Gold is on a tear. It has shot up from $420 in July to $500 today -- a price not seen since 1987. If investors were thinking that breaking the $500 mark would set off investor fervor, they were mistaken. The percentage-gainers list for any major exchange isn't littered with gold stocks, although major gold stocks like NewmontMining (NYSE:NEM) are making new highs.

The conventional wisdom in ages past was that high gold prices helped smaller and/or high-cost producers the most, as shifts upwards should move the needle most on the bottom line. As intuitive as that sounds, there are examples in today's market where that logic just isn't playing out.

Look at Cambior (AMEX:CBJ).
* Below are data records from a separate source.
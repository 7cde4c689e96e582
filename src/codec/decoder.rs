// ============================================================================
// Decimal Field Decoder
// Walks tag=value fields and parses decimal tags in place
// ============================================================================

use super::config::{DecimalFieldConfig, InvalidDecimalPolicy};
use super::errors::{CodecError, CodecResult};
use crate::interfaces::DecimalFieldHandler;
use crate::numeric::DecimalFloat;

/// Decodes the decimal fields of FIX messages.
///
/// One `DecimalFloat` is reused for every field, so a decode pass does not
/// allocate. Fields whose tag is not configured are skipped without being
/// inspected beyond their framing.
pub struct DecimalFieldDecoder<H: DecimalFieldHandler> {
    config: DecimalFieldConfig,
    handler: H,
    scratch: DecimalFloat,
}

impl<H: DecimalFieldHandler> DecimalFieldDecoder<H> {
    /// Create a decoder after validating `config`.
    ///
    /// # Errors
    /// Returns `InvalidConfig` if the configuration is rejected.
    pub fn new(config: DecimalFieldConfig, handler: H) -> CodecResult<Self> {
        config.validate().map_err(CodecError::InvalidConfig)?;

        tracing::debug!(
            tags = ?config.decimal_tags.as_slice(),
            policy = ?config.on_invalid,
            "Created decimal field decoder"
        );

        Ok(Self {
            config,
            handler,
            scratch: DecimalFloat::zero(),
        })
    }

    pub fn config(&self) -> &DecimalFieldConfig {
        &self.config
    }

    pub fn handler(&self) -> &H {
        &self.handler
    }

    pub fn handler_mut(&mut self) -> &mut H {
        &mut self.handler
    }

    pub fn into_handler(self) -> H {
        self.handler
    }

    /// Decode every decimal field in `message`.
    ///
    /// `message` must be a sequence of `tag=value<delimiter>` fields; the
    /// last field must be terminated. Returns the number of decimal fields
    /// handed to the handler.
    ///
    /// # Errors
    /// - `MalformedField` for a missing `=`, a non-numeric tag or an
    ///   unterminated field
    /// - `Decimal` for a bad decimal value under the `Reject` policy
    pub fn decode(&mut self, message: &[u8]) -> CodecResult<usize> {
        let delimiter = self.config.delimiter;
        let mut decoded = 0;
        let mut start = 0;

        while start < message.len() {
            let (tag, value_start, value_end) = split_field(message, start, delimiter)?;

            if self.config.is_decimal_tag(tag) {
                let length = value_end - value_start;
                match self.scratch.parse_from_range(message, value_start, length) {
                    Ok(value) => {
                        tracing::trace!(tag, value = %value, "Decimal field");
                        self.handler.on_decimal(tag, value.as_read_only());
                        decoded += 1;
                    },
                    Err(source) => match self.config.on_invalid {
                        InvalidDecimalPolicy::Reject => {
                            tracing::debug!(tag, error = %source, "Rejected decimal field");
                            return Err(CodecError::Decimal { tag, source });
                        },
                        InvalidDecimalPolicy::Skip => {
                            tracing::debug!(tag, error = %source, "Skipped decimal field");
                            self.handler.on_invalid(tag, source);
                        },
                    },
                }
            }

            start = value_end + 1;
        }

        Ok(decoded)
    }
}

/// Locate one field starting at `start`: `(tag, value_start, value_end)`.
///
/// `value_end` indexes the delimiter.
fn split_field(message: &[u8], start: usize, delimiter: u8) -> CodecResult<(u32, usize, usize)> {
    let malformed = CodecError::MalformedField { offset: start };
    let field = &message[start..];

    let equals = field
        .iter()
        .position(|&byte| byte == b'=')
        .ok_or_else(|| malformed.clone())?;
    let tag = parse_tag(&field[..equals]).ok_or_else(|| malformed.clone())?;

    let value_start = start + equals + 1;
    let value_len = message[value_start..]
        .iter()
        .position(|&byte| byte == delimiter)
        .ok_or(malformed)?;

    Ok((tag, value_start, value_start + value_len))
}

/// Parse a positive decimal tag number.
fn parse_tag(digits: &[u8]) -> Option<u32> {
    if digits.is_empty() {
        return None;
    }
    digits.iter().try_fold(0_u32, |tag, &byte| {
        if byte.is_ascii_digit() {
            tag.checked_mul(10)?.checked_add(u32::from(byte - b'0'))
        } else {
            None
        }
    })
}

#[cfg(test)]
mod tests {
    use super::*;
    use crate::codec::config::PIPE;
    use crate::interfaces::{CollectingFieldHandler, NoOpFieldHandler};
    use crate::numeric::{DecimalError, ReadOnlyDecimalFloat};

    fn d(value: i64, scale: i32) -> ReadOnlyDecimalFloat {
        ReadOnlyDecimalFloat::new(value, scale).unwrap()
    }

    fn pipe_decoder(policy: InvalidDecimalPolicy) -> DecimalFieldDecoder<CollectingFieldHandler> {
        let config = DecimalFieldConfig::execution_report()
            .with_delimiter(PIPE)
            .with_policy(policy);
        DecimalFieldDecoder::new(config, CollectingFieldHandler::new()).unwrap()
    }

    #[test]
    fn test_parse_tag() {
        assert_eq!(parse_tag(b"44"), Some(44));
        assert_eq!(parse_tag(b""), None);
        assert_eq!(parse_tag(b"4a"), None);
        assert_eq!(parse_tag(b"99999999999"), None);
    }

    #[test]
    fn test_decode_execution_report() {
        let mut decoder = pipe_decoder(InvalidDecimalPolicy::Reject);
        let message = b"8=FIX.4.4|35=8|44=101.250|38=500|32=200|31=101.25|151=300|6=0|";

        let decoded = decoder.decode(message).unwrap();

        assert_eq!(decoded, 6);
        let handler = decoder.handler();
        assert_eq!(handler.get(44), Some(&d(10125, 2)));
        assert_eq!(handler.get(31), handler.get(44));
        assert_eq!(handler.get(38), Some(&d(500, 0)));
        assert_eq!(handler.get(6), Some(&ReadOnlyDecimalFloat::ZERO));
        assert_eq!(handler.get(35), None);
    }

    #[test]
    fn test_decode_with_soh() {
        let config = DecimalFieldConfig::market_data();
        let mut decoder = DecimalFieldDecoder::new(config, CollectingFieldHandler::new()).unwrap();

        let decoded = decoder.decode(b"35=W\x01270=-1.5\x01271=1e3\x01").unwrap();

        assert_eq!(decoded, 2);
        let handler = decoder.into_handler();
        assert_eq!(handler.get(270), Some(&d(-15, 1)));
        assert_eq!(handler.get(271), Some(&d(1000, 0)));
    }

    #[test]
    fn test_reject_policy_surfaces_tag() {
        let mut decoder = pipe_decoder(InvalidDecimalPolicy::Reject);

        let result = decoder.decode(b"44=1.5|38=99999999999999990000000|");

        assert_eq!(
            result,
            Err(CodecError::Decimal {
                tag: 38,
                source: DecimalError::RangeOverflow
            })
        );
    }

    #[test]
    fn test_skip_policy_reports_and_continues() {
        let mut decoder = pipe_decoder(InvalidDecimalPolicy::Skip);

        let decoded = decoder.decode(b"44=abc|38=10|31=|").unwrap();

        assert_eq!(decoded, 1);
        let handler = decoder.handler();
        assert_eq!(handler.get(38), Some(&d(10, 0)));
        assert_eq!(
            handler.invalid,
            vec![
                (44, DecimalError::InvalidFormat),
                (31, DecimalError::InvalidFormat)
            ]
        );
    }

    #[test]
    fn test_malformed_fields() {
        let mut decoder = pipe_decoder(InvalidDecimalPolicy::Reject);

        assert_eq!(
            decoder.decode(b"44=1|novalue|"),
            Err(CodecError::MalformedField { offset: 5 })
        );
        assert_eq!(
            decoder.decode(b"4x=1|"),
            Err(CodecError::MalformedField { offset: 0 })
        );
        assert_eq!(
            decoder.decode(b"44=1|38=2"),
            Err(CodecError::MalformedField { offset: 5 })
        );
    }

    #[test]
    fn test_invalid_config_rejected() {
        let result = DecimalFieldDecoder::new(DecimalFieldConfig::new(&[]), NoOpFieldHandler);
        assert!(matches!(result, Err(CodecError::InvalidConfig(_))));
    }

    #[test]
    fn test_decoder_reused_across_messages() {
        let mut handler = CollectingFieldHandler::new();
        {
            let config = DecimalFieldConfig::new(&[44]).with_delimiter(PIPE);
            let mut decoder = DecimalFieldDecoder::new(config, &mut handler).unwrap();
            assert_eq!(decoder.decode(b"44=1.1|").unwrap(), 1);
            assert_eq!(decoder.decode(b"44=2.2|").unwrap(), 1);
            assert_eq!(decoder.decode(b"").unwrap(), 0);
        }
        assert_eq!(handler.decimals, vec![(44, d(11, 1)), (44, d(22, 1))]);
    }
}
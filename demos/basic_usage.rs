// ============================================================================
// Basic Usage Example
// ============================================================================

use fix_decimal::codec::PIPE;
use fix_decimal::prelude::*;

fn main() {
    #[cfg(feature = "logging")]
    fix_decimal::utils::init_logging();

    println!("=== FIX Decimal Example ===\n");

    // Same value, different spellings
    let a: ReadOnlyDecimalFloat = "5".parse().unwrap();
    let b: ReadOnlyDecimalFloat = "5.00".parse().unwrap();
    let c: ReadOnlyDecimalFloat = "0.5e1".parse().unwrap();
    println!("5 == 5.00 == 0.5e1: {}", a == b && b == c);

    // Ordering across scales
    let mut prices: Vec<ReadOnlyDecimalFloat> = ["101.25", "101.2", "-3", "0.045", "101.250001"]
        .iter()
        .map(|text| text.parse().unwrap())
        .collect();
    prices.sort();
    println!("Sorted: {:?}\n", prices.iter().map(|p| p.to_string()).collect::<Vec<_>>());

    // Decode an execution report with one reused scratch value
    let inbound = b"8=FIX.4.4|35=8|44=101.2500|38=500|32=200|31=101.25|151=300|6=101.25|";
    let config = DecimalFieldConfig::execution_report().with_delimiter(PIPE);
    let mut decoder = DecimalFieldDecoder::new(config, CollectingFieldHandler::new()).unwrap();

    let decoded = decoder.decode(inbound).unwrap();
    println!("Decoded {} decimal fields:", decoded);
    for (tag, value) in &decoder.handler().decimals {
        println!("  {:>3} = {}", tag, value);
    }

    // Re-encode canonically
    let mut outbound = [0u8; 128];
    let mut pos = 0;
    for (tag, value) in &decoder.handler().decimals {
        pos += encode_decimal_field(&mut outbound, pos, *tag, value, PIPE).unwrap();
    }
    println!("\nCanonical: {}", String::from_utf8_lossy(&outbound[..pos]));

    // Failures are typed
    for text in ["99999999999999990000000", "1e2.3", ""] {
        match text.parse::<ReadOnlyDecimalFloat>() {
            Ok(value) => println!("{:?} -> {}", text, value),
            Err(error) => println!("{:?} -> {}", text, error),
        }
    }

    println!("\n=== Example Complete ===");
}
//! Process variables for operators.

use axum::extract::State;
use axum::Json;
use jobstatus_events::PublisherStats;
use serde::Serialize;

use crate::state::AppState;

/// Payload of `GET /debug/vars`.
#[derive(Debug, Serialize)]
pub struct DebugVars {
    /// Command line the process was started with.
    pub cmdline: Vec<String>,
    pub uptime_secs: u64,
    pub exchange: String,
    pub routing_key: String,
    pub publisher: PublisherStats,
}

/// GET /debug/vars
pub async fn debug_vars(State(state): State<AppState>) -> Json<DebugVars> {
    Json(DebugVars {
        cmdline: std::env::args().collect(),
        uptime_secs: state.started_at.elapsed().as_secs(),
        exchange: state.config.amqp.exchange.clone(),
        routing_key: state.config.amqp.routing_key.clone(),
        publisher: state.publisher.stats(),
    })
}
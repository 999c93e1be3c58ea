/// Domain errors raised while validating an inbound status report.
///
/// Neither variant ever reaches the publisher: both are resolved by the
/// HTTP layer before a publish is attempted.
#[derive(Debug, thiserror::Error)]
pub enum CoreError {
    #[error("Unknown job state: {0}")]
    UnknownState(String),

    #[error("Invalid job ID: {0}")]
    InvalidJobId(String),
}
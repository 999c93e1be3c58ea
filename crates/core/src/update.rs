//! The update message published to the exchange.
//!
//! Field names on the wire follow the envelope the exchange's consumers
//! already decode: `Job.uuid`, `State`, `Message`, `Sender`, `SentOn`.

use chrono::{DateTime, Utc};
use serde::{Deserialize, Serialize};

use crate::job_state::JobState;

/// Reference to the job a status report is about.
#[derive(Debug, Clone, PartialEq, Eq, Serialize, Deserialize)]
pub struct JobReference {
    /// Invocation ID of the job.
    #[serde(rename = "uuid")]
    pub invocation_id: String,
}

/// A canonical job status update.
///
/// Built once per accepted report via [`UpdateMessage::new`] and never
/// mutated afterwards; the same value is published and echoed back to the
/// reporter.
#[derive(Debug, Clone, PartialEq, Eq, Serialize, Deserialize)]
pub struct UpdateMessage {
    #[serde(rename = "Job")]
    job: JobReference,

    #[serde(rename = "State")]
    state: JobState,

    #[serde(rename = "Message")]
    message: String,

    /// Hostname of the reporting agent.
    #[serde(rename = "Sender")]
    sender: String,

    /// When the update was built (UTC).
    #[serde(rename = "SentOn")]
    sent_on: DateTime<Utc>,
}

impl UpdateMessage {
    pub fn new(
        job_id: impl Into<String>,
        state: JobState,
        sender: impl Into<String>,
        message: impl Into<String>,
    ) -> Self {
        Self {
            job: JobReference {
                invocation_id: job_id.into(),
            },
            state,
            message: message.into(),
            sender: sender.into(),
            sent_on: Utc::now(),
        }
    }

    pub fn job(&self) -> &JobReference {
        &self.job
    }

    pub fn invocation_id(&self) -> &str {
        &self.job.invocation_id
    }

    pub fn state(&self) -> JobState {
        self.state
    }

    pub fn message(&self) -> &str {
        &self.message
    }

    pub fn sender(&self) -> &str {
        &self.sender
    }

    pub fn sent_on(&self) -> DateTime<Utc> {
        self.sent_on
    }
}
Last quarter, its cost of extracting gold was $314 an ounce. To give that price some perspective, the current gold bull market was just getting ready to cross that price level in April 2002. So with gold at $500, the stock must be soaring, right? Wrong -- the price is stuck midway between the 52-week high and low. Even the company's recently announced sale of the Carlota copper project, for $15 million in cash and 6,250 ounces of gold, wasn't enough to ignite this stock.

Another small producer with a stock price close to its 52-week low is Golden Star (AMEX:GSS). Although the company plans to increase production from 220,000 ounces this year to 500,000 in 2007, investors aren't buying into the hype.

Investors, it seems, are wisely looking at the net loses at Cambior and Golden Star and standing on the sidelines. They want to see the cash flow necessary to grow operations before sending these stocks skyward. Given the operating structures these companies are saddled with, that doesn't seem particularly likely -- at least not for the foreseeable future.

But don't assume the big boys have booming stock prices, either. Placer Dome (NYSE:PDG) is expecting to produce 3.6 million ounces of gold in 2005 at a mined cost of between $280 and $285 an ounce. Look at a one-year chart and you'll see the stock had trended downward until BarrickGold (NYSE:ABX) offered $9.2 billion for Placer. Still, even after the spike in price, Placer is selling for less than it fetched one year ago (which may explain why they're labeling the Barrick offer as inadequate).

Gold's price is soaring, but Wall Street is taking a sober look at these stocks. The relatively plaintive glances and negligible price appreciation from Wall Street say that investors were already looking for $500 gold prices and higher. Either that, or they're not expecting them to hold, as trailing P/E multiples on Barrick and Newmont aren't anywhere near historic highs.

But at the end of the day, the gold companies are poised to reap the benefits of higher gold prices, at least for the time being. Investors, though, have already priced that exciting news into gold stock prices.